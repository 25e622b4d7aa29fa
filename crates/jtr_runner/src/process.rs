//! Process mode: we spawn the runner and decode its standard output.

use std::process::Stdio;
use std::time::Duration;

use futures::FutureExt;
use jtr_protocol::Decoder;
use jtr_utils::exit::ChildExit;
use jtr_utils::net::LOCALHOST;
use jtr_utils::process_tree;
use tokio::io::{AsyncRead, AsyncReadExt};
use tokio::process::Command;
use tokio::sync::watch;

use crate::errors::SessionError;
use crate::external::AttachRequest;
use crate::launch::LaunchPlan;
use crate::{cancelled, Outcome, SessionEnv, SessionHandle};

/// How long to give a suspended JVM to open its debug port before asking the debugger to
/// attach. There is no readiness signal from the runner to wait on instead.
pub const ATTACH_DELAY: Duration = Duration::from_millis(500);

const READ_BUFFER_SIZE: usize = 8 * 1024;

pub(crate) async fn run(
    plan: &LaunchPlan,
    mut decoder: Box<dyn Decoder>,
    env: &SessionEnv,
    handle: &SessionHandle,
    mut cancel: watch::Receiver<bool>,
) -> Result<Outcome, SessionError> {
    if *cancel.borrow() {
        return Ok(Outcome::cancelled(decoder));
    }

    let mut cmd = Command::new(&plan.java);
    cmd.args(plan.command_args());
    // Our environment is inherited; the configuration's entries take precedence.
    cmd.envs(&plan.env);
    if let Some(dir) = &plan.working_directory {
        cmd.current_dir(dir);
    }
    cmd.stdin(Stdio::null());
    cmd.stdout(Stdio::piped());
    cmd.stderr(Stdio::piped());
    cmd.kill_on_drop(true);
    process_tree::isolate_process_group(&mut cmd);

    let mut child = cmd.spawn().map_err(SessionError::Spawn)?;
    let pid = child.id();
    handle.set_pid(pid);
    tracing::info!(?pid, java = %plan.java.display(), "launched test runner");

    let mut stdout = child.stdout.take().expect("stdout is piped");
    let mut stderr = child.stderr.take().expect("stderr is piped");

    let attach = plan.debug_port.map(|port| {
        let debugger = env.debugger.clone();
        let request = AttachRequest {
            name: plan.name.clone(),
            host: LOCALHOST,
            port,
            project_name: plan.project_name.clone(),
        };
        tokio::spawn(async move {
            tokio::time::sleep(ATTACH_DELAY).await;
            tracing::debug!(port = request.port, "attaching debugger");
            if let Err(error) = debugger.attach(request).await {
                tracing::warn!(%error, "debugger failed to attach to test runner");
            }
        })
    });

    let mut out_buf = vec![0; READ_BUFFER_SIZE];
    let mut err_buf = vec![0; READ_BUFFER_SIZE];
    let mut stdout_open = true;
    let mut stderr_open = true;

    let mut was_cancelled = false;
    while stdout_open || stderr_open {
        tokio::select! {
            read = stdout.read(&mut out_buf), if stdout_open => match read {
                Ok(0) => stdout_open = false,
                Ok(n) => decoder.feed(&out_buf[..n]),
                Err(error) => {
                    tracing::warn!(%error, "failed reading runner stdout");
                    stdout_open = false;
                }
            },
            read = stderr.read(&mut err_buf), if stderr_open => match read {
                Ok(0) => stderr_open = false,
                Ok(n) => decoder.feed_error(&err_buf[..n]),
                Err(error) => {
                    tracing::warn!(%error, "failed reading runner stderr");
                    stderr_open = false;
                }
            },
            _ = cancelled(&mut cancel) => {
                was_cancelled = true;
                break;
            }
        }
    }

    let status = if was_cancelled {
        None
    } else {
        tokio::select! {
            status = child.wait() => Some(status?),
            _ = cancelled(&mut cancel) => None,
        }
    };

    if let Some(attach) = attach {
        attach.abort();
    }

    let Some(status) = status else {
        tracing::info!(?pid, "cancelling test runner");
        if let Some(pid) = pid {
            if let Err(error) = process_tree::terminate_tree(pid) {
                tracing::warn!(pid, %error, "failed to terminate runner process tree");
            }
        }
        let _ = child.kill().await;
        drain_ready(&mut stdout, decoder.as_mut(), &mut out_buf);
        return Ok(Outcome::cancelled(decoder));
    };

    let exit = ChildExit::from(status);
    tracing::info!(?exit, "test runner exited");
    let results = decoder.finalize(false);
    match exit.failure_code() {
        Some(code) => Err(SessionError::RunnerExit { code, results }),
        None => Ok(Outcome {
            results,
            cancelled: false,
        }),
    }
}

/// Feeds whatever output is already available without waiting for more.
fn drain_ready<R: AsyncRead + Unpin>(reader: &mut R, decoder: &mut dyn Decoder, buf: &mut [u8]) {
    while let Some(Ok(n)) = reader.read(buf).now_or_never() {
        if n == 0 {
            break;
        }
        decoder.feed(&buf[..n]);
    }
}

ACTION ITEM:
Show each line of the material that includes the word "warn".

RESPONSE TO THIS TASK:
                tracing::warn!(%error, "debugger failed to attach to test runner");
                    tracing::warn!(%error, "failed reading runner stdout");
                    tracing::warn!(%error, "failed reading runner stderr");
                tracing::warn!(pid, %error, "failed to terminate runner process tree");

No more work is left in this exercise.